What I need to do is write my novels and stories, he tells me, and try to save them from utter mediocrity, without worrying myself about the climate changing or not changing, and without caring about this new Promethean illusion of subjugating nature, without listening to anyone. To keep on writing in solitude, as I’ve done for decades, sacrificing friendships and social activities, and ruining my health. This process has led to some results, he tells me, and I have to continue on as before, tossing this environmentalist whimsy into the non-recyclable bin. As I’m the first to know, he tells me, engagement never helps in writing, cutting me to the quick. And me it would help even less, since I’m not cut out to be a coherent intellectual; in my novels and stories I’ve always followed contradictory twists and turns, including the most horrific sort, in the human psyche.

This crocodile self—riddled with the individualism that rules contemporary culture, with roots dating perhaps to late Romanticism—neglects the fact (or perhaps only conceals it from me) that in my recent novels environmental issues are increasingly present, that bit by bit they’ve even become the undisputed protagonists. He glosses over the fact that the novel I just wrote is called Earth, and that its storyline happens to follow a soil scientist to whom no one pays any attention. As is well known, ending up in a novel is not an unusual fate for autobiographical materials, despite all efforts to avoid it. To be precise, the powers that be take note of my protagonist only when their intrinsically destructive methods have proven to be disastrous, when it’s too late. The crocodile novelist within me ignores this obvious contamination, he speaks as if the writing and my work as a soil analyst were still two closed compartments, as in fact they were for decades. With his usual method (which is less than courteous, or to be frank, brutal), he tells me to keep writing about men and women who’ve lost their minds, without worrying about anyone.

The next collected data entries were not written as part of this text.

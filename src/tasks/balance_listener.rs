use crate::balance::BalanceDisplay;
use crate::store::CreditSignal;
use log::{debug, info, warn};
use std::sync::Arc;
use tokio::sync::broadcast::Receiver;
use tokio::sync::broadcast::error::RecvError;

/// Recomputes the balance display on every credit signal and prints it when
/// the value changed.
pub async fn watch_credit_task(display: Arc<BalanceDisplay>, mut signals: Receiver<CreditSignal>) {
    info!("Balance display listening for credit updates");
    loop {
        match signals.recv().await {
            Ok(CreditSignal) => {}
            Err(RecvError::Lagged(missed)) => {
                // Signals carry no payload; one refresh covers all of them.
                warn!("Balance display skipped {} credit signal(s)", missed);
            }
            Err(RecvError::Closed) => break,
        }

        let before = display.shown();
        let now = display.refresh();
        if before != now {
            debug!("Balance changed: {:?} -> {:?}", before, now);
            if let Some(line) = display.render() {
                println!("{}", line);
            }
        }
    }
}

#[cfg(test)]
mod tests {
    use super::*;
    use crate::chain::{LocalWallet, WalletAdapter};
    use crate::models::{Credit, TokenAmount};
    use crate::store::CreditStore;
    use std::time::Duration;

    #[tokio::test(start_paused = true)]
    async fn display_follows_the_store() {
        let store = Arc::new(CreditStore::new("anjali-dao-donation-"));
        let wallet = Arc::new(LocalWallet::with_dev_accounts(1));
        let me = wallet.accounts()[0].clone();
        wallet.connect(&me).await.unwrap();

        let display = Arc::new(BalanceDisplay::mount(store.clone(), wallet));
        assert_eq!(display.shown(), Some(TokenAmount::ZERO));
        let task = tokio::spawn(watch_credit_task(display.clone(), store.subscribe()));

        store.set_credit(&me, Credit::whole(10));
        tokio::time::sleep(Duration::from_millis(10)).await;
        assert_eq!(display.shown(), Some(TokenAmount::whole(50)));

        // Signals without a storage change leave the value where it was.
        store.notify();
        store.notify();
        tokio::time::sleep(Duration::from_millis(10)).await;
        assert_eq!(display.shown(), Some(TokenAmount::whole(50)));

        task.abort();
    }
}
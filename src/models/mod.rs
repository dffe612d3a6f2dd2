mod address;
mod amount;

pub use address::Address;
pub(crate) use address::sha512_256;
pub use amount::{Credit, MicroAlgos, TokenAmount};

use serde::{Deserialize, Serialize};

#[derive(Debug, Clone, Serialize, Deserialize)]
pub struct Poll {
    pub id: u32,
    pub question: String,
    pub options: Vec<String>,
    /// Whole ANJ required to vote.
    pub cost: u64,
    /// Shown to the user only; nothing closes the poll.
    pub deadline: String,
}

impl Poll {
    pub fn new(id: u32, question: &str, options: &[&str], cost: u64, deadline: &str) -> Self {
        Self {
            id,
            question: question.to_string(),
            options: options.iter().map(|o| o.to_string()).collect(),
            cost,
            deadline: deadline.to_string(),
        }
    }

    pub fn cost_tokens(&self) -> TokenAmount {
        TokenAmount::whole(self.cost)
    }

    pub fn has_option(&self, option: &str) -> bool {
        self.options.iter().any(|o| o == option)
    }

    /// Option by its 1-based position, as typed on the console.
    pub fn option_at(&self, position: usize) -> Option<&str> {
        position
            .checked_sub(1)
            .and_then(|i| self.options.get(i))
            .map(String::as_str)
    }
}

/// The fixed community proposals offered in the voting panel.
pub fn community_polls() -> Vec<Poll> {
    vec![
        Poll::new(
            1,
            "What should be the theme for the next community event?",
            &["Cultural Heritage", "Modern Tech Fair", "Eco-Friendly Initiative"],
            2,
            "Closes: September 25, 2025",
        ),
        Poll::new(
            2,
            "Which charity should receive next month's treasury donation?",
            &["Local Education Fund", "Animal Welfare Shelter", "Global Health Org"],
            5,
            "Closes: October 5, 2025",
        ),
    ]
}
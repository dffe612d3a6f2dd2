use std::collections::HashMap;
use std::sync::Mutex;
#[cfg(test)]
use std::sync::atomic::{AtomicUsize, Ordering};

/// String key/value storage that lives as long as the running session.
#[derive(Default)]
pub struct SessionStorage {
    entries: Mutex<HashMap<String, String>>,
    #[cfg(test)]
    accesses: AtomicUsize,
}

impl SessionStorage {
    pub fn new() -> Self {
        Self::default()
    }

    pub fn get_item(&self, key: &str) -> Option<String> {
        #[cfg(test)]
        self.accesses.fetch_add(1, Ordering::SeqCst);
        self.entries
            .lock()
            .unwrap_or_else(|e| e.into_inner())
            .get(key)
            .cloned()
    }

    pub fn set_item(&self, key: &str, value: String) {
        #[cfg(test)]
        self.accesses.fetch_add(1, Ordering::SeqCst);
        self.entries
            .lock()
            .unwrap_or_else(|e| e.into_inner())
            .insert(key.to_string(), value);
    }

    /// Ends the session.
    pub fn clear(&self) {
        self.entries.lock().unwrap_or_else(|e| e.into_inner()).clear();
    }

    pub fn len(&self) -> usize {
        self.entries.lock().unwrap_or_else(|e| e.into_inner()).len()
    }

    /// Reads plus writes since creation.
    #[cfg(test)]
    pub fn access_count(&self) -> usize {
        self.accesses.load(Ordering::SeqCst)
    }
}
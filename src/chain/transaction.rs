use crate::models::{Address, MicroAlgos, sha512_256};
use chrono::{DateTime, Utc};
use serde::{Deserialize, Serialize};
use std::fmt;

/// Lowest fee a node accepts per transaction.
pub const MIN_FEE: MicroAlgos = MicroAlgos(1_000);

/// First four bytes of the SHA-512/256 of an ABI method signature.
pub fn abi_selector(signature: &str) -> [u8; 4] {
    let digest = sha512_256(&[signature.as_bytes()]);
    [digest[0], digest[1], digest[2], digest[3]]
}

#[derive(Debug, Clone, PartialEq, Eq, Serialize, Deserialize)]
pub struct SuggestedParams {
    pub fee: MicroAlgos,
    pub first_valid: u64,
    pub last_valid: u64,
    pub genesis_id: String,
}

#[derive(Debug, Clone, Copy, PartialEq, Eq, Serialize, Deserialize)]
#[serde(rename_all = "snake_case")]
pub enum OnComplete {
    NoOp,
}

#[derive(Debug, Clone, PartialEq, Eq, Serialize, Deserialize)]
#[serde(tag = "type", rename_all = "snake_case")]
pub enum TxnKind {
    Payment {
        receiver: Address,
        amount: MicroAlgos,
    },
    AssetTransfer {
        receiver: Address,
        asset_id: u64,
        amount: u64,
    },
    AppCall {
        app_id: u64,
        on_complete: OnComplete,
        args: Vec<Vec<u8>>,
        foreign_assets: Vec<u64>,
    },
}

/// An unsigned transaction descriptor.
#[derive(Debug, Clone, PartialEq, Eq, Serialize, Deserialize)]
pub struct Transaction {
    pub sender: Address,
    pub fee: MicroAlgos,
    pub first_valid: u64,
    pub last_valid: u64,
    pub genesis_id: String,
    pub group: Option<GroupId>,
    pub kind: TxnKind,
}

impl Transaction {
    pub fn new(sender: Address, params: &SuggestedParams, kind: TxnKind) -> Self {
        Self {
            sender,
            fee: params.fee,
            first_valid: params.first_valid,
            last_valid: params.last_valid,
            genesis_id: params.genesis_id.clone(),
            group: None,
            kind,
        }
    }

    /// Canonical bytes that are hashed for ids and covered by signatures.
    pub fn encode(&self) -> Result<Vec<u8>, serde_json::Error> {
        serde_json::to_vec(self)
    }

    pub fn id(&self) -> Result<TxId, serde_json::Error> {
        let bytes = self.encode()?;
        Ok(TxId::from_digest(&sha512_256(&[&b"TX"[..], &bytes[..]])))
    }
}

#[derive(Debug, Clone, Copy, PartialEq, Eq, Hash, Serialize, Deserialize)]
pub struct GroupId(pub [u8; 32]);

/// Stamps every transaction with the id of the whole group so the ledger
/// applies them all or none.
pub fn assign_group(txns: &mut [Transaction]) -> Result<GroupId, serde_json::Error> {
    for txn in txns.iter_mut() {
        txn.group = None;
    }
    let mut ids = Vec::with_capacity(txns.len());
    for txn in txns.iter() {
        ids.push(txn.id()?);
    }

    let mut parts: Vec<&[u8]> = vec![&b"TG"[..]];
    parts.extend(ids.iter().map(|id| id.as_str().as_bytes()));
    let group = GroupId(sha512_256(&parts));

    for txn in txns.iter_mut() {
        txn.group = Some(group);
    }
    Ok(group)
}

#[derive(Debug, Clone, PartialEq, Eq, Hash, Serialize, Deserialize)]
pub struct TxId(String);

impl TxId {
    fn from_digest(digest: &[u8; 32]) -> Self {
        // Upper-case hex keeps ids copy-pasteable from the console.
        TxId(digest.iter().map(|b| format!("{:02X}", b)).collect())
    }

    pub fn as_str(&self) -> &str {
        &self.0
    }
}

impl fmt::Display for TxId {
    fn fmt(&self, f: &mut fmt::Formatter<'_>) -> fmt::Result {
        f.write_str(&self.0)
    }
}

#[derive(Debug, Clone, Serialize, Deserialize)]
pub struct SignedTransaction {
    pub txn: Transaction,
    pub signer: Address,
    pub sig: Vec<u8>,
}

/// Signature digest binding a signer key to the canonical transaction bytes.
pub fn signature_digest(signer: &Address, txn_bytes: &[u8]) -> Vec<u8> {
    sha512_256(&[&b"SIG"[..], &signer.public_key()[..], txn_bytes]).to_vec()
}

/// An asset transfer the application made while executing a call.
#[derive(Debug, Clone, PartialEq, Eq)]
pub struct InnerTransfer {
    pub receiver: Address,
    pub asset_id: u64,
    pub amount: u64,
}

#[derive(Debug, Clone)]
pub struct Confirmation {
    pub txid: TxId,
    pub round: u64,
    pub confirmed_at: DateTime<Utc>,
    pub inner_transfers: Vec<InnerTransfer>,
}

impl Confirmation {
    /// Total of `asset_id` the transaction's inner transfers sent to `receiver`.
    pub fn asset_received(&self, receiver: &Address, asset_id: u64) -> Option<u64> {
        self.inner_transfers
            .iter()
            .filter(|t| &t.receiver == receiver && t.asset_id == asset_id)
            .try_fold(0u64, |total, t| total.checked_add(t.amount))
    }
}

#[cfg(test)]
mod tests {
    use super::*;

    fn params() -> SuggestedParams {
        SuggestedParams {
            fee: MIN_FEE,
            first_valid: 1,
            last_valid: 1001,
            genesis_id: "testnet-v1.0".to_string(),
        }
    }

    fn payment(amount: u64) -> Transaction {
        Transaction::new(
            Address::from_seed(b"alice"),
            &params(),
            TxnKind::Payment {
                receiver: Address::for_application(7),
                amount: MicroAlgos(amount),
            },
        )
    }

    #[test]
    fn ids_differ_by_content() {
        assert_eq!(payment(1).id().unwrap(), payment(1).id().unwrap());
        assert_ne!(payment(1).id().unwrap(), payment(2).id().unwrap());
    }

    #[test]
    fn grouping_stamps_every_member_and_changes_ids() {
        let mut txns = vec![payment(1), payment(2)];
        let before = txns[0].id().unwrap();
        let group = assign_group(&mut txns).unwrap();
        assert!(txns.iter().all(|t| t.group == Some(group)));
        assert_ne!(txns[0].id().unwrap(), before);

        // Regrouping the same members is stable.
        let again = assign_group(&mut txns).unwrap();
        assert_eq!(group, again);
    }

    #[test]
    fn signed_transactions_survive_the_wire() {
        let txn = payment(5);
        let signer = txn.sender.clone();
        let sig = signature_digest(&signer, &txn.encode().unwrap());
        let signed = SignedTransaction { txn, signer, sig };
        let bytes = serde_json::to_vec(&signed).unwrap();
        let back: SignedTransaction = serde_json::from_slice(&bytes).unwrap();
        assert_eq!(back.txn, signed.txn);
        assert_eq!(back.sig, signed.sig);
    }

    #[test]
    fn selector_is_four_bytes_of_the_signature_hash() {
        assert_eq!(abi_selector("donate()void"), abi_selector("donate()void"));
        assert_ne!(abi_selector("donate()void"), abi_selector("get_asset_id()uint64"));
    }
}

He doesn’t see, or pretends not to see, that willing or no he himself has borrowed something from my militant self and been influenced by him. Or perhaps he does see this, and that’s the reason why he is always so annoyed by the activist, and simply can’t stand him, much like those couples that wage a cruel war of position, without realizing the point to which their reciprocal influences have already taken hold. I wouldn’t want the quality to sink even lower, he says. Given that we’re already on the verge of dilettantism, that would be a disaster, he adds, showing me his sarcastic claws. I try not to listen to him, telling myself that he tosses off all sorts of nonsense, but I’m actually particularly sensitive to such charges.

Translated by Jim Hicks


Giacomo Sartori is a novelist, poet, dramatist, and agronomist. His most recent novel in English, Bug (Restless Books, 2020), was translated by Frederika Randall. His novel I Am God (Restless Books, 2019), also translated by Randall, won the 2020 Italian Prose in Translation Award from the American Literary Translators Association.